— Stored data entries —
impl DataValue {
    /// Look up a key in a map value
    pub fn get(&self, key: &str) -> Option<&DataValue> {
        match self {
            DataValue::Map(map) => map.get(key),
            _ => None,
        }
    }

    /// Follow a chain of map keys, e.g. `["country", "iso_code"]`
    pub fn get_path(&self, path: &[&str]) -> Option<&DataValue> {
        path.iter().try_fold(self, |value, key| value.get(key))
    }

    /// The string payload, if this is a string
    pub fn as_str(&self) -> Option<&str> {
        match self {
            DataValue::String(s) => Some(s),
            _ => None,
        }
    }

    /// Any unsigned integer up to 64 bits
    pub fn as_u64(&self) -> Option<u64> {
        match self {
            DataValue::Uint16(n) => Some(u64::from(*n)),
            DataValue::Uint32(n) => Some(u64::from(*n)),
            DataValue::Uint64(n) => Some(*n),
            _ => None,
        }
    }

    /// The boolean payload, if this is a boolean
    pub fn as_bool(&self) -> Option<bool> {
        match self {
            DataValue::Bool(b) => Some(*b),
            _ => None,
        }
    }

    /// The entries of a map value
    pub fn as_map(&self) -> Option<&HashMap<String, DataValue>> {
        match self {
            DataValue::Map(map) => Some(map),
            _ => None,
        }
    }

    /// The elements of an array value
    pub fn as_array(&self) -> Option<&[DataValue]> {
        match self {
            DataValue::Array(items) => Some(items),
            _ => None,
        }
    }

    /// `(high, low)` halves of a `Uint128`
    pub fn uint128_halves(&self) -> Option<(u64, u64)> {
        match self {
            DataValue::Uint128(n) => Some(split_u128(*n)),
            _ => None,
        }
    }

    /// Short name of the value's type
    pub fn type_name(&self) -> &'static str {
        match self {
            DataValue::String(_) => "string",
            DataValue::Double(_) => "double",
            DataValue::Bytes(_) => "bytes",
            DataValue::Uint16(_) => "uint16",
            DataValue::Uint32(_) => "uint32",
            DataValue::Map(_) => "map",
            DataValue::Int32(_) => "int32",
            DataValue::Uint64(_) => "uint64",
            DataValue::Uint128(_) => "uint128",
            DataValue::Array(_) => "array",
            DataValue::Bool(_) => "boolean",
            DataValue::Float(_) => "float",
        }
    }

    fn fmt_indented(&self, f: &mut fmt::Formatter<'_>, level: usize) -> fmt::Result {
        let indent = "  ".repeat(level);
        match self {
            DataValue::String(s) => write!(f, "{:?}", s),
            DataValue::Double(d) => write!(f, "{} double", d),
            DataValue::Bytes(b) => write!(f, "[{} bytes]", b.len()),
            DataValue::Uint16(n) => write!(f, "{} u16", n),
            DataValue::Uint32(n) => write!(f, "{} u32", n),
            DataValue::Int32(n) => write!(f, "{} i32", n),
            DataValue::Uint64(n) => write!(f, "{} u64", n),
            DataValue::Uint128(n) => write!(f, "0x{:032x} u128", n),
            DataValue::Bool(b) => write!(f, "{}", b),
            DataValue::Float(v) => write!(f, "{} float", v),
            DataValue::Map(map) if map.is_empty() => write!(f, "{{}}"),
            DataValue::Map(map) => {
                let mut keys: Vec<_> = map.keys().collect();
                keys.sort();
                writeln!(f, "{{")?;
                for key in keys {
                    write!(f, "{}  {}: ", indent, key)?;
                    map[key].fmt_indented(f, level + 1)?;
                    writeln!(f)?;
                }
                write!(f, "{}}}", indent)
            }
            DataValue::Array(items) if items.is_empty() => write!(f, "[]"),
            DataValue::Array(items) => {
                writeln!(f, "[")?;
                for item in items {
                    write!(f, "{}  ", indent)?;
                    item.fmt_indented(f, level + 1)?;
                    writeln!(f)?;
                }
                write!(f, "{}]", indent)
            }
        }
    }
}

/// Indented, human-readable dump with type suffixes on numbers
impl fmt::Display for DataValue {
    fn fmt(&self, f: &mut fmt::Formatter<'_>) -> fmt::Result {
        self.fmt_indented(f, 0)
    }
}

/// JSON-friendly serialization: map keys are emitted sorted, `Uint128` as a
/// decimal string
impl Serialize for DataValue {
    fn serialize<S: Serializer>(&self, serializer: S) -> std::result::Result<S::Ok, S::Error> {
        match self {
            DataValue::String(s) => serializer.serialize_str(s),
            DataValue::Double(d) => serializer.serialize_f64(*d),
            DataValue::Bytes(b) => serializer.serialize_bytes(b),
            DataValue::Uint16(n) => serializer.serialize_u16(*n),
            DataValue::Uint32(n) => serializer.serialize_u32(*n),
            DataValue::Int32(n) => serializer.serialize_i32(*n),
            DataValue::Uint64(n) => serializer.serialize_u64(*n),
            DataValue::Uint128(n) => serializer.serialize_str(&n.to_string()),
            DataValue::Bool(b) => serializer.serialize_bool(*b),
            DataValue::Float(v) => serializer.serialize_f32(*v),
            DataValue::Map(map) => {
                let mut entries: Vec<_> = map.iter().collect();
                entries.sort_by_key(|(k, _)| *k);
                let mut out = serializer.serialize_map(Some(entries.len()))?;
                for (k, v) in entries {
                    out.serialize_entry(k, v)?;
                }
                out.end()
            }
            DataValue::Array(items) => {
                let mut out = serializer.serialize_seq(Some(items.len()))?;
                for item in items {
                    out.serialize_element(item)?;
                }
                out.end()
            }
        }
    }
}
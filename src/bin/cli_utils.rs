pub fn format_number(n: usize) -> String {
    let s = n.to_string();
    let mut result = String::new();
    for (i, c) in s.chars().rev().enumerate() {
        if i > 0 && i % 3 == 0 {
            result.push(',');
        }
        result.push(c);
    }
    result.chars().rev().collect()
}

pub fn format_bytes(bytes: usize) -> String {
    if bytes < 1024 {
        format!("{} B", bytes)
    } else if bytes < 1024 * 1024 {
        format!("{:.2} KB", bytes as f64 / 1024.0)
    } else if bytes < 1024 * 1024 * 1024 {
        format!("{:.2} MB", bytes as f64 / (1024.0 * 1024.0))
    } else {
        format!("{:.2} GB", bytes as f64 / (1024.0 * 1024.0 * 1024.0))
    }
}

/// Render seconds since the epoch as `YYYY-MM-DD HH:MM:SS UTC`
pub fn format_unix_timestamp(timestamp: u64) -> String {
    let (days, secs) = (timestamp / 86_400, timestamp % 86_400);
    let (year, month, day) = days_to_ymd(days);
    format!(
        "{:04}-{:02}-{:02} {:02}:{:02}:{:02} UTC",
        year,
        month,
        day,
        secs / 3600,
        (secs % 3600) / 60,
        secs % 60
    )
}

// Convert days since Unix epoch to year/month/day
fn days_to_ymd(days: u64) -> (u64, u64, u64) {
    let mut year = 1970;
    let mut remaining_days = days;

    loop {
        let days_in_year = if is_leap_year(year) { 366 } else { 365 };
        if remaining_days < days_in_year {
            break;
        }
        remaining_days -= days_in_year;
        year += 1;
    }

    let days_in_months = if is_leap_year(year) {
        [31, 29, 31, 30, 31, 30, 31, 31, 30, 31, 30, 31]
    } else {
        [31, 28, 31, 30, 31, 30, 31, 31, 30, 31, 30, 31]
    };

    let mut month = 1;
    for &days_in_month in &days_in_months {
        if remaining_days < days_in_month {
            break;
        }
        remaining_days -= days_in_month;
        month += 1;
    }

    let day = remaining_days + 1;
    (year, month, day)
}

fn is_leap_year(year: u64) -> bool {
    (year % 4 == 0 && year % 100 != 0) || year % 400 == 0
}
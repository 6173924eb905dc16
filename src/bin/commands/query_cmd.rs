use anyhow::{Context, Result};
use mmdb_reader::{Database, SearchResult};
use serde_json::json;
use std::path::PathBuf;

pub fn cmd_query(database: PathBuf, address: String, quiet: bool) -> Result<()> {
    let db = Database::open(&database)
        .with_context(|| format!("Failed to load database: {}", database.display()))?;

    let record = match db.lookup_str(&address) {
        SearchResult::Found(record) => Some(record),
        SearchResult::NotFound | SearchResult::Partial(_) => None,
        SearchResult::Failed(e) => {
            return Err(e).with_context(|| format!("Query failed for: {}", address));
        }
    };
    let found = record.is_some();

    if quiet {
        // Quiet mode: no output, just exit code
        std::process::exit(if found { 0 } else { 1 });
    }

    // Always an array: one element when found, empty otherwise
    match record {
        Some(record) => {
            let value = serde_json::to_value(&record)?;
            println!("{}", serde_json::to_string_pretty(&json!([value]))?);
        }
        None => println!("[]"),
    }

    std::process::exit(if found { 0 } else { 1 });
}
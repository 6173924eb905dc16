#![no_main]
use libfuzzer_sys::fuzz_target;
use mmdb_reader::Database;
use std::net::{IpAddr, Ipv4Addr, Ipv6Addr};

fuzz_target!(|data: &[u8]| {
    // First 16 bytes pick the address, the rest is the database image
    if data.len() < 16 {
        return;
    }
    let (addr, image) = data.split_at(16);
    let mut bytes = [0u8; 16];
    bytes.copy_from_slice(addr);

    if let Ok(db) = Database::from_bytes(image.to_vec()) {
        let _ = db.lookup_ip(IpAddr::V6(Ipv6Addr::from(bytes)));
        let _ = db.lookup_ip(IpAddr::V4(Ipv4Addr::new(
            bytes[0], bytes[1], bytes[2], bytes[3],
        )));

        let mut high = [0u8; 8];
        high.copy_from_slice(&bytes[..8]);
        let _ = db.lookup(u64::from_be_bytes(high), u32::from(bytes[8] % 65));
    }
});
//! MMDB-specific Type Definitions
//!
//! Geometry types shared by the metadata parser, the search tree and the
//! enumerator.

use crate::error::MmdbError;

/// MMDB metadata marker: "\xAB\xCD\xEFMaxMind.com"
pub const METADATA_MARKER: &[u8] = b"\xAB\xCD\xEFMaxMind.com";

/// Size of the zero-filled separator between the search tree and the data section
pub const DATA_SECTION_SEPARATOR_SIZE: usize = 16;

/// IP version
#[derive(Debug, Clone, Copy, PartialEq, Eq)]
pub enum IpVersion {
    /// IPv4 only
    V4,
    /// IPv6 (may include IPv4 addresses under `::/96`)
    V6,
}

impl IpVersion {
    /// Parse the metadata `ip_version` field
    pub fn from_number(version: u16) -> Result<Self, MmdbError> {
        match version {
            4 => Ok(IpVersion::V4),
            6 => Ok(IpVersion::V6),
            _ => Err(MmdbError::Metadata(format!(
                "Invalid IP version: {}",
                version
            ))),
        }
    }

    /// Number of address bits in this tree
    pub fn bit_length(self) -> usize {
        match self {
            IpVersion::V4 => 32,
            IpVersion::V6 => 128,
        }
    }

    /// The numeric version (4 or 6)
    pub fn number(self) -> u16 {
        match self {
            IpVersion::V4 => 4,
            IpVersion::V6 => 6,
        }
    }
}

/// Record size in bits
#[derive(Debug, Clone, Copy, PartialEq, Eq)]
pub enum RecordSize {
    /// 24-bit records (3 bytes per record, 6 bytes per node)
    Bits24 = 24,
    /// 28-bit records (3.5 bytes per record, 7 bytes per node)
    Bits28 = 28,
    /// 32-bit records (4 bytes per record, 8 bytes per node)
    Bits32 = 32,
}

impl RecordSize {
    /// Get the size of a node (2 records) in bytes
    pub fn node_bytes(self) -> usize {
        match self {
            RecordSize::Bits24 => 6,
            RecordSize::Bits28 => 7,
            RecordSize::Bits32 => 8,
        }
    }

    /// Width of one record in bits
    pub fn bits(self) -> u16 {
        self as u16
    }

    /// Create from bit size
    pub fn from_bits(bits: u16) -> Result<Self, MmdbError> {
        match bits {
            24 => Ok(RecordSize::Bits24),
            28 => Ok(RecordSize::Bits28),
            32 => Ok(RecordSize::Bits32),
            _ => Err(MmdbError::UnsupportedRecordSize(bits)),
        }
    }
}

---

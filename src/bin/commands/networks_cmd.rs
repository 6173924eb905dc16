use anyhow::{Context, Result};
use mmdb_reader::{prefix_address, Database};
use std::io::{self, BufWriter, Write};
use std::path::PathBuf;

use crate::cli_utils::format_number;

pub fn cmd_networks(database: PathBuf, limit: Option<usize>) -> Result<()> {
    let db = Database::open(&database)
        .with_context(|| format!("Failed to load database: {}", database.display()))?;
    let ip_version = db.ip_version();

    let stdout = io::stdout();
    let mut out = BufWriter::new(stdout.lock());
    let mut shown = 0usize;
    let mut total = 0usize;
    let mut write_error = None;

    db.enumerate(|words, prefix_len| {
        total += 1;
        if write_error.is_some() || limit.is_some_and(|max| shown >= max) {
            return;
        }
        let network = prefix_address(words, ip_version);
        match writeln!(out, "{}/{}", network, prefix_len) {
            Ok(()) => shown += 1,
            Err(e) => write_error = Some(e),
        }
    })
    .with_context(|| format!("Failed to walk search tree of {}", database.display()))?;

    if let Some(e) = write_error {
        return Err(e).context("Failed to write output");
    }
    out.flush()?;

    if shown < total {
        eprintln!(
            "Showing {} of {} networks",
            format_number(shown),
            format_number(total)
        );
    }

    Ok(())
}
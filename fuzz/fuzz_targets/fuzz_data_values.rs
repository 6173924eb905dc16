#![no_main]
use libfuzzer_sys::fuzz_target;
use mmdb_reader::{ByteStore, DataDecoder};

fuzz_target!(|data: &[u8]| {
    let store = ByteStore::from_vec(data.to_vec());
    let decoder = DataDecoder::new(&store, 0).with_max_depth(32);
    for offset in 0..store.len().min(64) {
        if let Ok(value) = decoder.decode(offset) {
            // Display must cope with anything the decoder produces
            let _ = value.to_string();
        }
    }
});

==

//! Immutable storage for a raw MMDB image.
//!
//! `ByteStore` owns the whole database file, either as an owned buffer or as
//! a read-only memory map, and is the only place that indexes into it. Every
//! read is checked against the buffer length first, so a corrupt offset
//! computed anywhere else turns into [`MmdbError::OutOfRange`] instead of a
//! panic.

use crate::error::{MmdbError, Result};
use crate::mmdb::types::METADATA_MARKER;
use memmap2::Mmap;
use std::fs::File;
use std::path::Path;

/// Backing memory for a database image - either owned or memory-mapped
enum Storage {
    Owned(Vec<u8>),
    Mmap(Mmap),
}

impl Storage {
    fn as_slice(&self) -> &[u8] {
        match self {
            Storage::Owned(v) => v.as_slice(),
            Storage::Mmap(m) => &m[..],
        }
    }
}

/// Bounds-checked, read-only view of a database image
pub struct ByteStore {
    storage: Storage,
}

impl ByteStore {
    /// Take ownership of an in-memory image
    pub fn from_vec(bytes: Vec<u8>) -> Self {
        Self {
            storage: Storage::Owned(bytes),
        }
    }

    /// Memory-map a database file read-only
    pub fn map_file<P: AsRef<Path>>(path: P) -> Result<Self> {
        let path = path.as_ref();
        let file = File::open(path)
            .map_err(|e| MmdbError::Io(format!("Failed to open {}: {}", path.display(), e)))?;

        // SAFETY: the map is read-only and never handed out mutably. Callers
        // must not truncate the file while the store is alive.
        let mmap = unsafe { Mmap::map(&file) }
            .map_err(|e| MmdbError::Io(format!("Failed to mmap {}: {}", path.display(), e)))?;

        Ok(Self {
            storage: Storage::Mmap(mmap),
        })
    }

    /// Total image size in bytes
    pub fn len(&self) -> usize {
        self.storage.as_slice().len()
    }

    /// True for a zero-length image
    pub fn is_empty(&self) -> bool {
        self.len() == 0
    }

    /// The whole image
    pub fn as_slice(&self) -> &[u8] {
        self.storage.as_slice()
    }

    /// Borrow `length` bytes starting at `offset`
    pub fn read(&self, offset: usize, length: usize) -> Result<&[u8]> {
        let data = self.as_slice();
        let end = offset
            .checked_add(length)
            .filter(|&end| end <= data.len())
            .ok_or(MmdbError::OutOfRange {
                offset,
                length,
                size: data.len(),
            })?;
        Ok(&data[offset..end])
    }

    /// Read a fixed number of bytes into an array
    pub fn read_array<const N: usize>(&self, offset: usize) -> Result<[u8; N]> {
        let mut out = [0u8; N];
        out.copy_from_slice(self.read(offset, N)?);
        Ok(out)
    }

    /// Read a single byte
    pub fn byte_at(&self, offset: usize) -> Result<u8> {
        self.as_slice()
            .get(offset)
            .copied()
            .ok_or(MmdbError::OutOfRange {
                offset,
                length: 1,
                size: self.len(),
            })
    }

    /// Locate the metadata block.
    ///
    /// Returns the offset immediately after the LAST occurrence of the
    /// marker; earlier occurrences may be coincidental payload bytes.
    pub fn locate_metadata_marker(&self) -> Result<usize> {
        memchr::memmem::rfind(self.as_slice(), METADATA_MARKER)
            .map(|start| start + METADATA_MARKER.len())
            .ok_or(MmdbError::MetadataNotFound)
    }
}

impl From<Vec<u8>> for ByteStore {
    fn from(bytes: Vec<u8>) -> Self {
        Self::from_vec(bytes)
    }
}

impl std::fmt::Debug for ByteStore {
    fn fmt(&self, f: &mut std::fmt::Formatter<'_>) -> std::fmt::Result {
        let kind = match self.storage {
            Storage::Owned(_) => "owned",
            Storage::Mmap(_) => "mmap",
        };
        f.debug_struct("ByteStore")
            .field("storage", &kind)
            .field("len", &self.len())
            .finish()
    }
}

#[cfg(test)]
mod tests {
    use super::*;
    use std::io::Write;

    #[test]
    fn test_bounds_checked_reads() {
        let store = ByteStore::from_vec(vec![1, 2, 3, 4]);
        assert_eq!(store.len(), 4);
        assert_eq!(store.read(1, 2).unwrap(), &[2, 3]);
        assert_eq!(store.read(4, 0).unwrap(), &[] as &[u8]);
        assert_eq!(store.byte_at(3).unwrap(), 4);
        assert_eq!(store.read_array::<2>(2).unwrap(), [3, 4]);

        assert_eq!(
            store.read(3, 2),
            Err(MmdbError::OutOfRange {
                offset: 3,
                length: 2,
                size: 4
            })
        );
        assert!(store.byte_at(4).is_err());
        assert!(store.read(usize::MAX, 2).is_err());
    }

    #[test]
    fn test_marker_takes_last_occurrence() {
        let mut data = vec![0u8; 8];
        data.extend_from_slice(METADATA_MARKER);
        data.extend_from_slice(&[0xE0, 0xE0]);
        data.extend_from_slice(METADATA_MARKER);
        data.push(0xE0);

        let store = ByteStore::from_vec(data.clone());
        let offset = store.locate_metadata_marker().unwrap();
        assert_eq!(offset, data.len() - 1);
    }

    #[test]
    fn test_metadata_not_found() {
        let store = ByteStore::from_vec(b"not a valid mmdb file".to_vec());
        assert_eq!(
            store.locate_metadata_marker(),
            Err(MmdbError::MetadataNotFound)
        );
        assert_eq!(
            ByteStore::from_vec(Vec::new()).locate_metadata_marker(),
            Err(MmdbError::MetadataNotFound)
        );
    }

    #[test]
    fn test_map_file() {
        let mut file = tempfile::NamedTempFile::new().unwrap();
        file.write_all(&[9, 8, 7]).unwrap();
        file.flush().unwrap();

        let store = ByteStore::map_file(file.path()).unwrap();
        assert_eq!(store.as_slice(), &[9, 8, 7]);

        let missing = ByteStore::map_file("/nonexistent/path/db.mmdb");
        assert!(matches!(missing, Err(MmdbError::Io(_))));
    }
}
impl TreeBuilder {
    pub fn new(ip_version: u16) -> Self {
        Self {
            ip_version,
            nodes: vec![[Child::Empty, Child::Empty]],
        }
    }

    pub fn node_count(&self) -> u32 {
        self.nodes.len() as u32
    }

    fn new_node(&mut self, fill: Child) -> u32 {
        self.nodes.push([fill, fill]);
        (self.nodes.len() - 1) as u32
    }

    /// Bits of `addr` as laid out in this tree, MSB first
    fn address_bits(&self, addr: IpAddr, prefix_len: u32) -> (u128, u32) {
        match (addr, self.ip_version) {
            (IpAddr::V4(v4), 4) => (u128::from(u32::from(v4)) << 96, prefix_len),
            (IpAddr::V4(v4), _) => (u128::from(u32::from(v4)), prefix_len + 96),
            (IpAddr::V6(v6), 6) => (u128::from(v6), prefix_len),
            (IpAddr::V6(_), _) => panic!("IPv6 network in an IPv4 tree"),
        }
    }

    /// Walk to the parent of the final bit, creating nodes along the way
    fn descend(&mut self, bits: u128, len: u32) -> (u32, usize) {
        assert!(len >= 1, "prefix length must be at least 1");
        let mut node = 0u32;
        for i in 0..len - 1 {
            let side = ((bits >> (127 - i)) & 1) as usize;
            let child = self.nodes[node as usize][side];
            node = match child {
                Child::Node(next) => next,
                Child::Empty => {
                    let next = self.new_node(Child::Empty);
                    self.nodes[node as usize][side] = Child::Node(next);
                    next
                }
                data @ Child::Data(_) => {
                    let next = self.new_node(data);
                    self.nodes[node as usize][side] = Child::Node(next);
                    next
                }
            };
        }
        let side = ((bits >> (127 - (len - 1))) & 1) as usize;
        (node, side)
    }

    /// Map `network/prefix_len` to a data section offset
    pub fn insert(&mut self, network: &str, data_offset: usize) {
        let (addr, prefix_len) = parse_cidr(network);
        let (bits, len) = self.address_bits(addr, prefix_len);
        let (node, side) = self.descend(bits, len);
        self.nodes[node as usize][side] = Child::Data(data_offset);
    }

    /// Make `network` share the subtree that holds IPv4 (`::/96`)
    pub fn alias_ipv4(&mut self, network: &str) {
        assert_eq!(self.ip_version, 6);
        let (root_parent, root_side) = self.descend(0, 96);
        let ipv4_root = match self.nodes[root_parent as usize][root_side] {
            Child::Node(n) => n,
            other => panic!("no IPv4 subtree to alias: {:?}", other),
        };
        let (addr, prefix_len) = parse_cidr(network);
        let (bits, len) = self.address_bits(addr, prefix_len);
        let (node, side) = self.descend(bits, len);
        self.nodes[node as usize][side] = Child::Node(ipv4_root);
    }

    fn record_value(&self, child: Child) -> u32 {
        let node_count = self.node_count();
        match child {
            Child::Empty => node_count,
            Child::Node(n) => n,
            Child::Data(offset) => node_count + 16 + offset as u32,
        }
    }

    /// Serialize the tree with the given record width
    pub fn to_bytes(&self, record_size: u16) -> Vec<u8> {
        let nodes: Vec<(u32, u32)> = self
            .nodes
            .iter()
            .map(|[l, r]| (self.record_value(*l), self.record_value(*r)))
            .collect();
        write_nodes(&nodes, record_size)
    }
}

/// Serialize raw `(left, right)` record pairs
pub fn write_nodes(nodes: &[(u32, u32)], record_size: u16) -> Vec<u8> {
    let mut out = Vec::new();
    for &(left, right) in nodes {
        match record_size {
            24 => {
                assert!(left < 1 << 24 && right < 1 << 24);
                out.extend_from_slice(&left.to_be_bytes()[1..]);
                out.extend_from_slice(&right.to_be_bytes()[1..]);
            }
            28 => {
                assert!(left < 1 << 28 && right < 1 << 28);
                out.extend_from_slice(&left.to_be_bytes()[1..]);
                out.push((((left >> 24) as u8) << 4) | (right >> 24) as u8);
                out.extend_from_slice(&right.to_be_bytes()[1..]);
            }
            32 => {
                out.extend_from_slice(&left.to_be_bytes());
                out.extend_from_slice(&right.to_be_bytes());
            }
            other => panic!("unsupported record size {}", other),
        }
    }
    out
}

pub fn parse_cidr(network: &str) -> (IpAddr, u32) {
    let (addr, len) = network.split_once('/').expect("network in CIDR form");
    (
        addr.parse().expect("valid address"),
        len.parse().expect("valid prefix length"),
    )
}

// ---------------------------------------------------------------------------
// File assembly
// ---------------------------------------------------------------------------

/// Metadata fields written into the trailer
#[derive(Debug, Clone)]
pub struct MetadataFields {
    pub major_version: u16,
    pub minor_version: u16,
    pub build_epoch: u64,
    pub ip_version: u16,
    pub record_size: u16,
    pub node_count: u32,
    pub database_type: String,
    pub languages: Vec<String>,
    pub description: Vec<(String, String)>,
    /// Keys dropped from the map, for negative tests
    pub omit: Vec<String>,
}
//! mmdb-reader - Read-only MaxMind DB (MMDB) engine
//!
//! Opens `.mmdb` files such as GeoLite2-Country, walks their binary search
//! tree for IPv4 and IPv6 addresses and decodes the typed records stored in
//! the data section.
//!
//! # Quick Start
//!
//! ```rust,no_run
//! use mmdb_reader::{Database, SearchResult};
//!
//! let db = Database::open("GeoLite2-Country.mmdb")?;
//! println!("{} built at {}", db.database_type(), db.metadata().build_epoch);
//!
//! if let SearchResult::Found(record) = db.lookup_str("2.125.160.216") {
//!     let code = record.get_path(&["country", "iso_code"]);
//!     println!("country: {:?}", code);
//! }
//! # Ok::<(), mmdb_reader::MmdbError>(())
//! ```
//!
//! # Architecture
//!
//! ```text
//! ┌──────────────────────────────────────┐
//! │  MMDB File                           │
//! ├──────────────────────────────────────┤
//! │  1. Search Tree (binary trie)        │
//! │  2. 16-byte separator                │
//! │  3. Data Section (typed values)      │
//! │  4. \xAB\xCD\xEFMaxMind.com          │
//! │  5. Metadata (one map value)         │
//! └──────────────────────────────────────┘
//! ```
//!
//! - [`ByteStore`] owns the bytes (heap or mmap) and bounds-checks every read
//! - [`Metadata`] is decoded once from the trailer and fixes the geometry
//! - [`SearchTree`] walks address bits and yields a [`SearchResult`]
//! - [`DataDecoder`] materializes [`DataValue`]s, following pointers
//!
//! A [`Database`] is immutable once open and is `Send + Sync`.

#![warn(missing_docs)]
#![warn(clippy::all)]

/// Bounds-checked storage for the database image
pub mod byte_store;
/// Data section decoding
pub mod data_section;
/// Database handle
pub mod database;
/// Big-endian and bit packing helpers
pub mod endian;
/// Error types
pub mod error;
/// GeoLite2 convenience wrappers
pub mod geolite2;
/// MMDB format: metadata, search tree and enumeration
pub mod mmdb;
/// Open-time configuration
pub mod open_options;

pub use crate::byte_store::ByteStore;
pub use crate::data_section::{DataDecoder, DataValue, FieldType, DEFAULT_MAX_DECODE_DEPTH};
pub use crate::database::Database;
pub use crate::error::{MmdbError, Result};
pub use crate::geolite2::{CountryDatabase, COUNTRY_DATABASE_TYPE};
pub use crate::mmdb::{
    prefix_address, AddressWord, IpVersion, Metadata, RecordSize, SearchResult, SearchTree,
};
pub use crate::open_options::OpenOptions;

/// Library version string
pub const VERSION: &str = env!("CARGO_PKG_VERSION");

— ASSIGNED TASK —
Output the lines above between the one holding "halves of a" and the one holding "keys.sort();", inclusive, with nothing before or after them.

— EXPECTED ANSWER —
    /// `(high, low)` halves of a `Uint128`
    pub fn uint128_halves(&self) -> Option<(u64, u64)> {
        match self {
            DataValue::Uint128(n) => Some(split_u128(*n)),
            _ => None,
        }
    }

    /// Short name of the value's type
    pub fn type_name(&self) -> &'static str {
        match self {
            DataValue::String(_) => "string",
            DataValue::Double(_) => "double",
            DataValue::Bytes(_) => "bytes",
            DataValue::Uint16(_) => "uint16",
            DataValue::Uint32(_) => "uint32",
            DataValue::Map(_) => "map",
            DataValue::Int32(_) => "int32",
            DataValue::Uint64(_) => "uint64",
            DataValue::Uint128(_) => "uint128",
            DataValue::Array(_) => "array",
            DataValue::Bool(_) => "boolean",
            DataValue::Float(_) => "float",
        }
    }

    fn fmt_indented(&self, f: &mut fmt::Formatter<'_>, level: usize) -> fmt::Result {
        let indent = "  ".repeat(level);
        match self {
            DataValue::String(s) => write!(f, "{:?}", s),
            DataValue::Double(d) => write!(f, "{} double", d),
            DataValue::Bytes(b) => write!(f, "[{} bytes]", b.len()),
            DataValue::Uint16(n) => write!(f, "{} u16", n),
            DataValue::Uint32(n) => write!(f, "{} u32", n),
            DataValue::Int32(n) => write!(f, "{} i32", n),
            DataValue::Uint64(n) => write!(f, "{} u64", n),
            DataValue::Uint128(n) => write!(f, "0x{:032x} u128", n),
            DataValue::Bool(b) => write!(f, "{}", b),
            DataValue::Float(v) => write!(f, "{} float", v),
            DataValue::Map(map) if map.is_empty() => write!(f, "{{}}"),
            DataValue::Map(map) => {
                let mut keys: Vec<_> = map.keys().collect();
                keys.sort();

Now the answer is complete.